Sparts Marketing Blography

Where Good Ideas Come to Play

Tuesday, May 02, 2006

“Austin? Austin, Massachusetts?”

By Kurt Hunzeker (with some copy points provided by the movie Road Trip)

In January 1999, during my last semester of college at Thee University of Missouri, (and before MasterCard’s advertising showcased two college barnstorming the country to see every Major League Baseball ballpark in one summer), I wanted to set out on a chronicled, corporate-backed “road trip” to see every MLB and select Minor League Baseball ballparks during the summer of 1999, before I started a job as the low-man-on-the-totem-pole in “the real world.”

The deal I made with myself was that this idea was a go if I didn’t land a full-time, paying job by April 15, 1999. So I had to get going to find my corporate friends who would ultimately fund this misadventure, because everyone knows that would-be graduates don’t really have something called a “savings account.”

My beloved 1987 Volkswagen Golf (with its mismatched, multi-blue hued panels) would serve as my Enterprise on my trek across the U.S. of A. I was not only prepared but welcoming the opportunity to NASCAR my ride and slap corporate sponsor decals all over “The Turtle” as I affectionately called the Volkswagen. It would have help cover the multi-blue Technicolor paint scheme I was sporting back then.

But which corporate partners would be perfect fits for this journey, and why exactly would they even want to be associated with a guy like me?

“Invested? Who are you, Charles Schwab? Would you listen to yourself? I would give my life for one night of consensual sex with her.”

I needed investors, but not just any old investor. Much like running a team’s corporate partnerships division, I had certain categories that would be perfect fits for the Road Trip of ’99 and categories that would benefit from a promotional platform such as a 22-year-old avoiding the real-life “Office Space.”

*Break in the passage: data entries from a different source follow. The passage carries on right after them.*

//! Type-erased access to component instances. Containers hand out instances as
//! [ComponentInstanceAnyPtr] together with a [CastFunction] which knows how to turn the erased
//! pointer into a [ComponentInstancePtr] of the requested type. [TypedComponentInstanceProvider]
//! wraps this in a strongly-typed API.

pub use crate::error::ComponentInstanceProviderError;
use crate::key::TypeInfo;
use std::any::{Any, TypeId};
use std::error::Error;
use std::sync::Arc;

pub type ComponentInstancePtr<T> = Arc<T>;

pub type ComponentInstanceAnyPtr = ComponentInstancePtr<dyn Any + Send + Sync + 'static>;

/// Shared pointer to user errors, e.g. from custom constructors or lifecycle methods.
pub type ErrorPtr = Arc<dyn Error + Send + Sync>;

/// Casts a type-erased instance to `Box<ComponentInstancePtr<Target>>` erased as `Box<dyn Any>`,
/// where `Target` is the type the function was generated for. Returns the original instance on
/// failure.
pub type CastFunction =
    fn(instance: ComponentInstanceAnyPtr) -> Result<Box<dyn Any>, ComponentInstanceAnyPtr>;

/// Generic provider for component instances. This is what component constructors see when
/// requesting their dependencies.
pub trait ComponentInstanceProvider {
    /// Tries to return the single instance providing a given type. When multiple candidates are
    /// present, the optional name hint selects the one registered under the same name; otherwise
    /// the one marked as primary is selected.
    fn primary_instance(
        &mut self,
        requested: TypeInfo,
        name_hint: Option<&str>,
    ) -> Result<(ComponentInstanceAnyPtr, CastFunction), ComponentInstanceProviderError>;

    /// Returns all instances providing a given type.
    fn instances(
        &mut self,
        requested: TypeInfo,
    ) -> Result<Vec<(ComponentInstanceAnyPtr, CastFunction)>, ComponentInstanceProviderError>;

    /// Returns the instance registered under a given name. If a type is requested, the instance
    /// must provide it. Without a requested type, the returned cast function passes the erased
    /// instance through unchanged.
    fn instance_by_name(
        &mut self,
        name: &str,
        requested: Option<TypeInfo>,
    ) -> Result<(ComponentInstanceAnyPtr, CastFunction), ComponentInstanceProviderError>;
}

/// Helper trait for [ComponentInstanceProvider] providing strongly-typed access.
pub trait TypedComponentInstanceProvider {
    /// Typesafe version of [ComponentInstanceProvider::primary_instance].
    fn primary_instance_typed<T: ?Sized + 'static>(
        &mut self,
    ) -> Result<ComponentInstancePtr<T>, ComponentInstanceProviderError>;

    /// Like [TypedComponentInstanceProvider::primary_instance_typed], but uses the given name as a
    /// hint when multiple candidates are present.
    fn primary_instance_hinted<T: ?Sized + 'static>(
        &mut self,
        name_hint: &str,
    ) -> Result<ComponentInstancePtr<T>, ComponentInstanceProviderError>;

    /// Tries to get an instance like [TypedComponentInstanceProvider::primary_instance_typed] does,
    /// but returns `None` on missing instance. Missing dependencies of the instance itself are
    /// still reported as errors.
    fn primary_instance_option<T: ?Sized + 'static>(
        &mut self,
    ) -> Result<Option<ComponentInstancePtr<T>>, ComponentInstanceProviderError>;

    /// Typesafe version of [ComponentInstanceProvider::instances].
    fn instances_typed<T: ?Sized + 'static>(
        &mut self,
    ) -> Result<Vec<ComponentInstancePtr<T>>, ComponentInstanceProviderError>;

    /// Typesafe version of [ComponentInstanceProvider::instance_by_name].
    fn instance_by_name_typed<T: ?Sized + 'static>(
        &mut self,
        name: &str,
    ) -> Result<ComponentInstancePtr<T>, ComponentInstanceProviderError>;

    /// Tries to get an instance like [TypedComponentInstanceProvider::instance_by_name_typed]
    /// does, but returns `None` on missing instance.
    fn instance_by_name_option<T: ?Sized + 'static>(
        &mut self,
        name: &str,
    ) -> Result<Option<ComponentInstancePtr<T>>, ComponentInstanceProviderError>;
}

pub(crate) fn cast<T: ?Sized + 'static>(
    (instance, cast): (ComponentInstanceAnyPtr, CastFunction),
) -> Result<ComponentInstancePtr<T>, ComponentInstanceProviderError> {
    cast(instance)
        .ok()
        .and_then(|instance| instance.downcast::<ComponentInstancePtr<T>>().ok())
        .map(|instance| *instance)
        .ok_or_else(|| ComponentInstanceProviderError::IncompatibleComponent(TypeInfo::of::<T>()))
}

impl<CIP: ComponentInstanceProvider + ?Sized> TypedComponentInstanceProvider for CIP {
    fn primary_instance_typed<T: ?Sized + 'static>(
        &mut self,
    ) -> Result<ComponentInstancePtr<T>, ComponentInstanceProviderError> {
        self.primary_instance(TypeInfo::of::<T>(), None)
            .and_then(cast::<T>)
    }

    fn primary_instance_hinted<T: ?Sized + 'static>(
        &mut self,
        name_hint: &str,
    ) -> Result<ComponentInstancePtr<T>, ComponentInstanceProviderError> {
        self.primary_instance(TypeInfo::of::<T>(), Some(name_hint))
            .and_then(cast::<T>)
    }

    fn primary_instance_option<T: ?Sized + 'static>(
        &mut self,
    ) -> Result<Option<ComponentInstancePtr<T>>, ComponentInstanceProviderError> {
        match self.primary_instance_typed::<T>() {
            Ok(instance) => Ok(Some(instance)),
            Err(ComponentInstanceProviderError::NoPrimaryInstance(type_info))
                if type_info.id() == TypeId::of::<T>() =>
            {
                Ok(None)
            }
            Err(error) => Err(error),
        }
    }

    fn instances_typed<T: ?Sized + 'static>(
        &mut self,
    ) -> Result<Vec<ComponentInstancePtr<T>>, ComponentInstanceProviderError> {
        self.instances(TypeInfo::of::<T>())
            .and_then(|instances| instances.into_iter().map(cast::<T>).collect())
    }

    fn instance_by_name_typed<T: ?Sized + 'static>(
        &mut self,
        name: &str,
    ) -> Result<ComponentInstancePtr<T>, ComponentInstanceProviderError> {
        self.instance_by_name(name, Some(TypeInfo::of::<T>()))
            .and_then(cast::<T>)
    }

    fn instance_by_name_option<T: ?Sized + 'static>(
        &mut self,
        name: &str,
    ) -> Result<Option<ComponentInstancePtr<T>>, ComponentInstanceProviderError> {
        match self.instance_by_name_typed::<T>(name) {
            Ok(instance) => Ok(Some(instance)),
            Err(ComponentInstanceProviderError::NoNamedInstance(missing)) if missing == name => {
                Ok(None)
            }
            Err(error) => Err(error),
        }
    }
}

If you are traveling cross-country for 3-4 months, in a car that may or may not make it through to the end, where will most of the expenditures go?

1) Food
2) Drink
3) Shelter
4) Gas

And what would I use the most?

5) Bank/Credit Card
6) Post Office

With my six primary categories in place, it was time to start pitching my idea….

“Unleash the fury!”

Similar to a deadly snake preparing to kill a little hamster, I was targeting select companies in each of the aforementioned categories:

1) Food – Subway, Quiznos (I eat relatively healthy; and these chains can be found just about everywhere)
2) Drink – Coca-Cola, Gatorade, Powerade, Aquafina, YooHoo (Red Bull wasn’t as big then)
3) Shelter – Holiday Inn, Ramada, Best Western, Westin
4) Gas – Chevron, Exxon, Shell, Mobil (before it merged with Exxon)
5) Bank/Credit Card – my trusty MBNA card
6) Post Office – for sending postcards from every ballpark to my older brother, because he would have been jealous

I wrote what resembled a cover letter for a job opening more than a pitch for sponsorship funding. I gave a quick description of myself and why I was going to undertake this journey and why it would benefit said company to sponsor this particular piece of “inventory.”

“I just said we'd make it across. I didn't say anything about the wheels staying on.”

What I provided sponsors consisted solely on public relations value, with some branding thrown in (again, NASCARing my car). Once I set my routing schedule, I would send press releases to media outlets in every city I would visit over the course of that summer. I would invite news crews to ride along with me if they wanted to, interview me throughout the summer (a la “Where in the world is Matt Lauer?”) or snap photos of my Subway, Snapple, Holiday Inn and Exxon-branded Volkswagen. Even through online marketing was in its infancy, I would have found someone or someway to update my traveling journal online…much like this blog.

Sponsors would have their logos seen by everyone I passed on the road, in all of the free press I planned on securing and hopefully some teams would have me drive around their warning tracks to raise awareness for the charitable arm of this adventure…Alzheimer’s disease research.

With my letters sent out, all I had to do was wait for the offers to pour in….

“Anytime you pass up sex, you're cheating on yourself.”

And I did receive one offer…for a full-time job working at what still is the coolest place I have ever worked, The Zipatoni Company in St. Louis. This offer came on April 9, 1999. I couldn’t possibly pass it up, so my dream baseball road trip ended.

The week before graduation, I received a letter from someone at Holiday Inn stating that while they “only sponsored properties and/or charitable causes that reach a large audience,” the Dear John letter did contain a great handwritten note from someone named Jeff:

“For what it’s worth, you have balls, my friend.”

Words I still live by today. Thanks, Jeff.

1 Comments:

Blogger Kurt Hunzeker said...

Zipatoni was a GREAT place to work for a first job. I am and always will be a big fan of The Big Tomato.